Here’s the second part of our exhibition double-header, following up from yesterday’s post about the exhibition of The Hyland Collection.  I had mentioned that we’d look at “a virtual” exhibition “about street photography” “on a ‘name’ website.” 

That ‘name’ website happens to be the Leica Blog.  In their interview with Craig Semetko published a few days back, they feature a one-man virtual exhibition of a kind, America: E Pluribus Unum.  The writer nails just who and what Semetko is in the very first sentence: “A classic street shooter in the great tradition . . . .”  In addition to the images (click on the thumbnails for bigger images), the text is instructive as well.
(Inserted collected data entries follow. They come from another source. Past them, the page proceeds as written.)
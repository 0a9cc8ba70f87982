//! Element Attributes
//!
//! Notifying attribute map. Every set/remove is committed first, then
//! published synchronously to the registered observers in registration
//! order. A failing observer stops the remaining observers and its error
//! reaches the caller; the committed change is not rolled back.

use std::collections::HashMap;
use std::fmt;

use crate::NodeId;
use crate::keys::Slots;

/// Single attribute
#[derive(Debug, Clone, PartialEq, Eq)]
pub struct Attr {
    pub name: String,
    pub value: String,
    pub owner_element: NodeId,
}

impl Attr {
    pub fn new(name: impl Into<String>, value: impl Into<String>, owner_element: NodeId) -> Self {
        Self {
            name: name.into(),
            value: value.into(),
            owner_element,
        }
    }
}

/// Kind of attribute notification
#[derive(Debug, Clone, Copy, PartialEq, Eq)]
pub enum AttributeEvent {
    Set,
    Remove,
}

/// Error raised by an attribute observer
#[derive(Debug, Clone, PartialEq, Eq, thiserror::Error)]
#[error("observer of attribute `{attribute}` failed: {message}")]
pub struct ObserverError {
    pub attribute: String,
    pub message: String,
}

impl ObserverError {
    pub fn new(attribute: impl Into<String>, message: impl Into<String>) -> Self {
        Self {
            attribute: attribute.into(),
            message: message.into(),
        }
    }
}

/// Observer callback.
///
/// Receives the map with the change already committed, the affected record
/// (`None` for the removal of an attribute that was never present) and the
/// owner's slot table.
pub type AttributeObserver =
    Box<dyn Fn(&NamedNodeMap, Option<&Attr>, &mut Slots) -> Result<(), ObserverError>>;

/// Named node map (attribute collection)
pub struct NamedNodeMap {
    owner: NodeId,
    attributes: Vec<Attr>,
    by_name: HashMap<String, usize>,
    observers: Vec<(AttributeEvent, AttributeObserver)>,
}

impl NamedNodeMap {
    pub fn new(owner: NodeId) -> Self {
        Self {
            owner,
            attributes: Vec::new(),
            by_name: HashMap::new(),
            observers: Vec::new(),
        }
    }

    /// Register an observer for one kind of notification
    pub fn add_observer(&mut self, event: AttributeEvent, observer: AttributeObserver) {
        self.observers.push((event, observer));
    }

    /// Get number of attributes
    pub fn length(&self) -> usize {
        self.attributes.len()
    }

    /// Get attribute by index
    pub fn item(&self, index: usize) -> Option<&Attr> {
        self.attributes.get(index)
    }

    /// Get attribute by name
    pub fn get_named_item(&self, name: &str) -> Option<&Attr> {
        self.by_name.get(name).and_then(|&i| self.attributes.get(i))
    }

    /// Get attribute value
    pub fn get_attribute(&self, name: &str) -> Option<&str> {
        self.get_named_item(name).map(|a| a.value.as_str())
    }

    /// Set attribute, then notify `Set` observers
    pub fn set_attribute(&mut self, name: &str, value: &str, slots: &mut Slots) -> Result<(), ObserverError> {
        let index = match self.by_name.get(name) {
            Some(&index) => {
                self.attributes[index].value = value.to_string();
                index
            }
            None => {
                let index = self.attributes.len();
                self.by_name.insert(name.to_string(), index);
                self.attributes.push(Attr::new(name, value, self.owner));
                index
            }
        };

        self.notify(AttributeEvent::Set, self.attributes.get(index), slots)
    }

    /// Remove attribute by name, then notify `Remove` observers
    pub fn remove_named_item(&mut self, name: &str, slots: &mut Slots) -> Result<Option<Attr>, ObserverError> {
        let removed = match self.by_name.remove(name) {
            Some(index) => {
                // Update indices for items after removed
                for idx in self.by_name.values_mut() {
                    if *idx > index {
                        *idx -= 1;
                    }
                }
                Some(self.attributes.remove(index))
            }
            None => None,
        };

        self.notify(AttributeEvent::Remove, removed.as_ref(), slots)?;
        Ok(removed)
    }

    /// Check if attribute exists
    pub fn has_attribute(&self, name: &str) -> bool {
        self.by_name.contains_key(name)
    }

    /// Toggle attribute
    pub fn toggle_attribute(&mut self, name: &str, force: Option<bool>, slots: &mut Slots) -> Result<bool, ObserverError> {
        let present = self.has_attribute(name);
        match force {
            Some(true) | None if !present => {
                self.set_attribute(name, "", slots)?;
                Ok(true)
            }
            Some(false) | None if present => {
                self.remove_named_item(name, slots)?;
                Ok(false)
            }
            _ => Ok(present),
        }
    }

    /// Get attribute names
    pub fn get_attribute_names(&self) -> Vec<&str> {
        self.attributes.iter().map(|a| a.name.as_str()).collect()
    }

    /// Iterate over attributes
    pub fn iter(&self) -> impl Iterator<Item = &Attr> {
        self.attributes.iter()
    }

    fn notify(&self, event: AttributeEvent, attr: Option<&Attr>, slots: &mut Slots) -> Result<(), ObserverError> {
        for (kind, observer) in &self.observers {
            if *kind == event {
                observer(self, attr, slots)?;
            }
        }
        Ok(())
    }
}

impl fmt::Debug for NamedNodeMap {
    fn fmt(&self, f: &mut fmt::Formatter<'_>) -> fmt::Result {
        f.debug_struct("NamedNodeMap")
            .field("owner", &self.owner)
            .field("attributes", &self.attributes)
            .field("observers", &self.observers.len())
            .finish()
    }
}
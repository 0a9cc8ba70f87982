//! CSS Style Declaration
//!
//! The object behind `element.style`. `css_text` is the serialized text as
//! last assigned; the parsed declarations are re-derived on every assignment.
//! Malformed text never fails: it leaves an empty declaration list.

use crate::{CssParser, ParseOptions};

/// CSS declaration (property: value)
#[derive(Debug, Clone, PartialEq, Eq)]
pub struct Declaration {
    pub property: String,
    pub value: String,
    pub important: bool,
}

impl Declaration {
    fn to_css(&self) -> String {
        if self.important {
            format!("{}: {} !important;", self.property, self.value)
        } else {
            format!("{}: {};", self.property, self.value)
        }
    }
}

/// Inline style declaration
#[derive(Debug, Clone, Default, PartialEq, Eq)]
pub struct CssStyleDeclaration {
    css_text: String,
    declarations: Vec<Declaration>,
    parser: CssParser,
}

impl CssStyleDeclaration {
    pub fn new() -> Self {
        Self::default()
    }

    pub fn with_options(options: ParseOptions) -> Self {
        Self {
            parser: CssParser::with_options(options),
            ..Self::default()
        }
    }

    /// Create from serialized text with default options
    pub fn from_css_text(text: &str) -> Self {
        let mut declaration = Self::new();
        declaration.set_css_text(text);
        declaration
    }

    pub(crate) fn from_declarations(declarations: Vec<Declaration>) -> Self {
        Self {
            css_text: serialize(&declarations),
            declarations,
            parser: CssParser::new(),
        }
    }

    /// Serialized text
    pub fn css_text(&self) -> &str {
        &self.css_text
    }

    /// Replace the serialized text and re-derive the parsed declarations
    pub fn set_css_text(&mut self, text: &str) {
        self.css_text = text.to_string();
        self.declarations = match self.parser.parse_declarations(text) {
            Ok(declarations) => declarations,
            Err(e) => {
                tracing::warn!("Discarding malformed style text: {}", e);
                Vec::new()
            }
        };
    }

    /// Number of parsed declarations
    pub fn len(&self) -> usize {
        self.declarations.len()
    }

    pub fn is_empty(&self) -> bool {
        self.declarations.is_empty()
    }

    /// Property name at index
    pub fn item(&self, index: usize) -> Option<&str> {
        self.declarations.get(index).map(|d| d.property.as_str())
    }

    pub fn declarations(&self) -> &[Declaration] {
        &self.declarations
    }

    /// Value of a property, or "" when not declared
    pub fn get_property_value(&self, property: &str) -> &str {
        self.find(property).map(|d| d.value.as_str()).unwrap_or("")
    }

    /// "important" or ""
    pub fn get_property_priority(&self, property: &str) -> &str {
        match self.find(property) {
            Some(d) if d.important => "important",
            _ => "",
        }
    }

    /// Set a property. An empty value removes it; an invalid value is ignored.
    pub fn set_property(&mut self, property: &str, value: &str, important: bool) {
        if value.trim().is_empty() {
            self.remove_property(property);
            return;
        }

        let text = if important {
            format!("{property}: {value} !important")
        } else {
            format!("{property}: {value}")
        };

        let parsed = match self.parser.parse_declarations(&text) {
            Ok(parsed) => parsed,
            Err(e) => {
                tracing::debug!("Ignoring invalid value for {}: {}", property, e);
                return;
            }
        };

        for declaration in parsed {
            match self.declarations.iter_mut().find(|d| d.property == declaration.property) {
                Some(existing) => *existing = declaration,
                None => self.declarations.push(declaration),
            }
        }
        self.css_text = serialize(&self.declarations);
    }

    /// Remove a property, returning its previous value ("" when absent)
    pub fn remove_property(&mut self, property: &str) -> String {
        let old = self.get_property_value(property).to_string();
        let before = self.declarations.len();
        self.declarations.retain(|d| !d.property.eq_ignore_ascii_case(property));
        if self.declarations.len() != before {
            self.css_text = serialize(&self.declarations);
        }
        old
    }

    fn find(&self, property: &str) -> Option<&Declaration> {
        // Later declarations win
        self.declarations
            .iter()
            .rev()
            .find(|d| d.property.eq_ignore_ascii_case(property))
    }
}

fn serialize(declarations: &[Declaration]) -> String {
    declarations
        .iter()
        .map(Declaration::to_css)
        .collect::<Vec<_>>()
        .join(" ")
}
//! Document - High-level document API
//!
//! Host-facing surface over `DomTree`. Child mutation goes through the
//! mutation protocol, but the connection transitions are not exposed here;
//! they only run as part of insertion and removal.

use std::rc::Rc;

use fos_cssom::CssStyleDeclaration;

use crate::attributes::{Attr, AttributeEvent, AttributeObserver};
use crate::behavior::NodeBehavior;
use crate::config::DocumentConfig;
use crate::dataset::DOMStringMap;
use crate::node::Namespace;
use crate::operations::{DomError, DomResult, MutationProtocol};
use crate::sync::{dataset, style_attribute};
use crate::tree::DomTree;
use crate::NodeId;

/// HTML Document
#[derive(Debug)]
pub struct Document {
    /// The DOM tree
    tree: DomTree,
    /// Document URL
    url: String,
    /// Cached reference to <html> element
    html_element: NodeId,
    /// Cached reference to <head> element
    head_element: NodeId,
    /// Cached reference to <body> element
    body_element: NodeId,
}

impl Document {
    /// Create a document with the basic structure
    pub fn new(url: &str) -> Self {
        Self::with_config(DocumentConfig::with_url(url))
    }

    /// Create an empty document (no structure)
    pub fn empty(url: &str) -> Self {
        Self::with_config(DocumentConfig {
            scaffold: false,
            ..DocumentConfig::with_url(url)
        })
    }

    pub fn with_config(config: DocumentConfig) -> Self {
        let mut doc = Self {
            tree: DomTree::with_css_options(config.css),
            url: config.url,
            html_element: NodeId::NONE,
            head_element: NodeId::NONE,
            body_element: NodeId::NONE,
        };
        if config.scaffold {
            doc.scaffold();
        }
        doc
    }

    fn scaffold(&mut self) {
        let html = self.tree.create_element("html");
        let head = self.tree.create_element("head");
        let body = self.tree.create_element("body");

        // Fresh elements under a fresh root cannot violate the hierarchy
        let root = self.tree.root();
        let linked = self
            .tree
            .append_child(root, html)
            .and_then(|_| self.tree.append_child(html, head))
            .and_then(|_| self.tree.append_child(html, body));
        if let Err(e) = linked {
            tracing::warn!("Failed to build document skeleton: {}", e);
            return;
        }

        self.html_element = html;
        self.head_element = head;
        self.body_element = body;
    }

    /// Get document URL
    pub fn url(&self) -> &str {
        &self.url
    }

    /// Get document title
    pub fn title(&self) -> String {
        if !self.head_element.is_valid() {
            return String::new();
        }

        for (id, node) in self.tree.children(self.head_element) {
            if node.as_element().is_some_and(|e| e.local_name == "title") {
                return self.tree.text_content(id).unwrap_or_default().trim().to_string();
            }
        }

        String::new()
    }

    /// Get <html> element
    pub fn document_element(&self) -> NodeId {
        self.html_element
    }

    /// Get <head> element
    pub fn head(&self) -> NodeId {
        self.head_element
    }

    /// Get <body> element
    pub fn body(&self) -> NodeId {
        self.body_element
    }

    /// Get element by ID
    pub fn get_element_by_id(&self, id: &str) -> Option<NodeId> {
        self.find_element_with_id(self.tree.root(), id)
    }

    fn find_element_with_id(&self, start: NodeId, target_id: &str) -> Option<NodeId> {
        for (node_id, node) in self.tree.children(start) {
            if node.as_element().and_then(|e| e.get_attr("id")) == Some(target_id) {
                return Some(node_id);
            }
            // Recurse into children
            if let Some(found) = self.find_element_with_id(node_id, target_id) {
                return Some(found);
            }
        }
        None
    }

    /// Access the DOM tree
    pub fn tree(&self) -> &DomTree {
        &self.tree
    }

    pub(crate) fn tree_mut(&mut self) -> &mut DomTree {
        &mut self.tree
    }

    // Node creation

    pub fn create_element(&mut self, local_name: &str) -> NodeId {
        self.tree.create_element(local_name)
    }

    pub fn create_element_ns(&mut self, namespace: Namespace, local_name: &str) -> NodeId {
        self.tree.create_element_ns(namespace, local_name)
    }

    pub fn create_text_node(&mut self, content: &str) -> NodeId {
        self.tree.create_text(content)
    }

    pub fn create_comment(&mut self, content: &str) -> NodeId {
        self.tree.create_comment(content)
    }

    /// Layer an extra behavior on a node
    pub fn attach_behavior(&mut self, id: NodeId, behavior: Rc<dyn NodeBehavior>) -> DomResult<()> {
        self.tree.attach_behavior(id, behavior)
    }

    // Tree mutation

    pub fn append_child(&mut self, parent: NodeId, child: NodeId) -> DomResult<NodeId> {
        self.tree.append_child(parent, child)
    }

    pub fn remove_child(&mut self, parent: NodeId, child: NodeId) -> DomResult<NodeId> {
        self.tree.remove_child(parent, child)
    }

    pub fn insert_before(&mut self, parent: NodeId, new_child: NodeId, ref_child: Option<NodeId>) -> DomResult<NodeId> {
        self.tree.insert_before(parent, new_child, ref_child)
    }

    pub fn parent_node(&self, id: NodeId) -> Option<NodeId> {
        self.tree.parent(id)
    }

    pub fn child_nodes(&self, id: NodeId) -> Vec<NodeId> {
        self.tree.child_ids(id)
    }

    pub fn is_connected(&self, id: NodeId) -> DomResult<bool> {
        self.tree.is_connected(id)
    }

    pub fn text_content(&self, id: NodeId) -> DomResult<String> {
        self.tree.text_content(id)
    }

    pub fn set_text_content(&mut self, id: NodeId, text: &str) -> DomResult<()> {
        self.tree.set_text_content(id, text)
    }

    // Attributes

    pub fn get_attribute(&self, id: NodeId, name: &str) -> DomResult<Option<&str>> {
        self.tree.get_attribute(id, name)
    }

    pub fn set_attribute(&mut self, id: NodeId, name: &str, value: &str) -> DomResult<()> {
        self.tree.set_attribute(id, name, value)
    }

    pub fn remove_attribute(&mut self, id: NodeId, name: &str) -> DomResult<Option<Attr>> {
        self.tree.remove_attribute(id, name)
    }

    pub fn has_attribute(&self, id: NodeId, name: &str) -> DomResult<bool> {
        Ok(self.get_attribute(id, name)?.is_some())
    }

    pub fn toggle_attribute(&mut self, id: NodeId, name: &str, force: Option<bool>) -> DomResult<bool> {
        self.tree.toggle_attribute(id, name, force)
    }

    /// Register an observer after the ones the element was constructed with
    pub fn add_attribute_observer(&mut self, id: NodeId, event: AttributeEvent, observer: AttributeObserver) -> DomResult<()> {
        let element = self.tree.node_mut(id)?.as_element_mut().ok_or(DomError::InvalidNodeType)?;
        element.attributes.add_observer(event, observer);
        Ok(())
    }

    // Lazy accessors

    /// Style declaration, created from the `style` attribute on first read
    pub fn style(&mut self, id: NodeId) -> DomResult<&CssStyleDeclaration> {
        style_attribute::materialize(&mut self.tree, id).map(|style| &*style)
    }

    /// Replace the inline style text
    pub fn set_style_text(&mut self, id: NodeId, text: &str) -> DomResult<()> {
        self.tree.set_attribute(id, style_attribute::STYLE_ATTRIBUTE, text)
    }

    /// Set one inline style property and write the result back to the attribute
    pub fn set_style_property(&mut self, id: NodeId, property: &str, value: &str, important: bool) -> DomResult<()> {
        let text = {
            let style = style_attribute::materialize(&mut self.tree, id)?;
            style.set_property(property, value, important);
            style.css_text().to_string()
        };
        self.set_style_text(id, &text)
    }

    /// Remove one inline style property, returning its old value
    pub fn remove_style_property(&mut self, id: NodeId, property: &str) -> DomResult<String> {
        let (old, text) = {
            let style = style_attribute::materialize(&mut self.tree, id)?;
            let old = style.remove_property(property);
            (old, style.css_text().to_string())
        };
        if !old.is_empty() {
            self.set_style_text(id, &text)?;
        }
        Ok(old)
    }

    /// `data-*` view, created on first read and kept live afterwards
    pub fn dataset(&mut self, id: NodeId) -> DomResult<&DOMStringMap> {
        dataset::materialize(&mut self.tree, id).map(|map| &*map)
    }

    pub fn set_dataset_value(&mut self, id: NodeId, key: &str, value: &str) -> DomResult<()> {
        self.set_attribute(id, &DOMStringMap::to_attribute_name(key), value)
    }

    pub fn remove_dataset_value(&mut self, id: NodeId, key: &str) -> DomResult<bool> {
        Ok(self
            .remove_attribute(id, &DOMStringMap::to_attribute_name(key))?
            .is_some())
    }

    /// Tear down a node and its subtree
    pub fn release(&mut self, id: NodeId) -> DomResult<()> {
        if [self.html_element, self.head_element, self.body_element].contains(&id) {
            return Err(DomError::InvalidState);
        }
        self.tree.release(id)
    }
}

impl Default for Document {
    fn default() -> Self {
        Self::new("about:blank")
    }
}
//! DOMStringMap (dataset)
//!
//! Live view of an element's `data-*` attributes, keyed in camelCase. The
//! view is materialized on first read and kept current by attribute
//! observers; writes go through the attribute store.

use crate::attributes::Attr;

const DATA_PREFIX: &str = "data-";

/// DOMStringMap for data-* attributes
#[derive(Debug, Clone, Default, PartialEq, Eq)]
pub struct DOMStringMap {
    entries: Vec<(String, String)>,
}

impl DOMStringMap {
    /// Create empty string map
    pub fn new() -> Self {
        Self::default()
    }

    /// Build from an element's attributes, keeping attribute order. When
    /// several attributes fold onto one key, the first one wins.
    pub fn from_attributes<'a>(attrs: impl IntoIterator<Item = &'a Attr>) -> Self {
        let mut map = Self::new();
        for attr in attrs {
            match Self::key_for_attribute(&attr.name) {
                Some(key) if !map.has(&key) => map.entries.push((key, attr.value.clone())),
                _ => {}
            }
        }
        map
    }

    /// Get value by camelCase key
    pub fn get(&self, key: &str) -> Option<&str> {
        self.entries.iter().find(|(k, _)| k == key).map(|(_, v)| v.as_str())
    }

    /// Check if key exists
    pub fn has(&self, key: &str) -> bool {
        self.entries.iter().any(|(k, _)| k == key)
    }

    /// Keys in attribute order
    pub fn keys(&self) -> impl Iterator<Item = &str> {
        self.entries.iter().map(|(k, _)| k.as_str())
    }

    pub fn iter(&self) -> impl Iterator<Item = (&str, &str)> {
        self.entries.iter().map(|(k, v)| (k.as_str(), v.as_str()))
    }

    pub fn len(&self) -> usize {
        self.entries.len()
    }

    pub fn is_empty(&self) -> bool {
        self.entries.is_empty()
    }

    /// `userId` -> `data-user-id`
    pub fn to_attribute_name(key: &str) -> String {
        format!("{DATA_PREFIX}{}", to_kebab_case(key))
    }

    /// `data-user-id` -> `userId`; `None` for other attributes
    pub fn key_for_attribute(name: &str) -> Option<String> {
        name.strip_prefix(DATA_PREFIX).map(to_camel_case)
    }
}

/// Convert kebab-case to camelCase. Only a dash followed by an ASCII
/// lowercase letter is folded.
fn to_camel_case(s: &str) -> String {
    let mut result = String::with_capacity(s.len());
    let mut chars = s.chars().peekable();

    while let Some(c) = chars.next() {
        match chars.peek() {
            Some(&next) if c == '-' && next.is_ascii_lowercase() => {
                result.push(next.to_ascii_uppercase());
                chars.next();
            }
            _ => result.push(c),
        }
    }

    result
}

/// Convert camelCase to kebab-case
fn to_kebab_case(s: &str) -> String {
    let mut result = String::with_capacity(s.len() + 4);

    for c in s.chars() {
        if c.is_ascii_uppercase() {
            result.push('-');
            result.push(c.to_ascii_lowercase());
        } else {
            result.push(c);
        }
    }

    result
}
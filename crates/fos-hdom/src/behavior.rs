//! Node Behaviors
//!
//! Element types add side effects to the mutation protocol by attaching
//! behaviors at construction instead of overriding a base class. A behavior
//! is stateless; whatever it derives lives in the node's slots under an
//! internal key. Hooks only run after the base step succeeded, and the
//! connection hooks only run on a real transition.

use crate::operations::DomResult;
use crate::tree::DomTree;
use crate::NodeId;

/// Side effects layered on the base mutation protocol
pub trait NodeBehavior {
    /// Name for logs
    fn name(&self) -> &'static str;

    /// `child` was appended to `node`
    fn after_append(&self, _tree: &mut DomTree, _node: NodeId, _child: NodeId) -> DomResult<()> {
        Ok(())
    }

    /// `child` was removed from `node`
    fn after_remove(&self, _tree: &mut DomTree, _node: NodeId, _child: NodeId) -> DomResult<()> {
        Ok(())
    }

    /// `new_child` was inserted into `node` before `ref_child`
    fn after_insert(
        &self,
        _tree: &mut DomTree,
        _node: NodeId,
        _new_child: NodeId,
        _ref_child: Option<NodeId>,
    ) -> DomResult<()> {
        Ok(())
    }

    /// Text below `node` changed: the data of a descendant text node was
    /// replaced, or a child list deeper than `node`'s own was mutated.
    /// `changed` is the text node or the inserted/removed child.
    fn after_text_change(&self, _tree: &mut DomTree, _node: NodeId, _changed: NodeId) -> DomResult<()> {
        Ok(())
    }

    /// `node` became connected
    fn after_connect(&self, _tree: &mut DomTree, _node: NodeId, _parent: NodeId) -> DomResult<()> {
        Ok(())
    }

    /// `node` became disconnected
    fn after_disconnect(&self, _tree: &mut DomTree, _node: NodeId, _parent: NodeId) -> DomResult<()> {
        Ok(())
    }
}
Semetko is a first-rate “street shooter” – and more.  Witness the arresting underwater set-up.  The quasi-symmetry, the uncorrected blue cast of the water, the American flag – it all makes for a riveting photograph.  What, though, could be the inspiration or impetus for this set-up?  I believe it is an expression in which Semetko takes an observation to its (il)logical extreme: “[I]t’s amazing how many American flags you see driving through the country.  If you’re looking you see them everywhere.”

For the most part the series of images and the interview surround the function and skill of documenting ‘stuff as it happened’ – that’s classic Leica style; classic Magnum style.

Reading the interview and viewing the images provides an insight into how well Semetko’s mindset on the one hand, and his street photography on the other, converge.  For instance, he says: “A sense of humor is fundamental to me, as I believe it is for most people.”  Now see this!

Semetko uses the word ‘story’ in relation to his photography a few times in the interview.  Even when he tells the what-happened-next story of a horse in trouble on a snow-swept plain, the composition is just perfect. 

Or take the ‘Slice of Life’ shot of three strangers at a train station.  Profile, front, profile; each stranger disconnected from the other, and each in his or her private world.  Each one of a different ethnicity too.  I had never realized train platforms were such unutterably lonely places!

 Semetko is one of the very finest photographers in his field.  Any photographer aspiring to the Leica-Magnum ethos would do well to spend some time reading what Semetko has to say and – of course – learning the craft from a master’s images.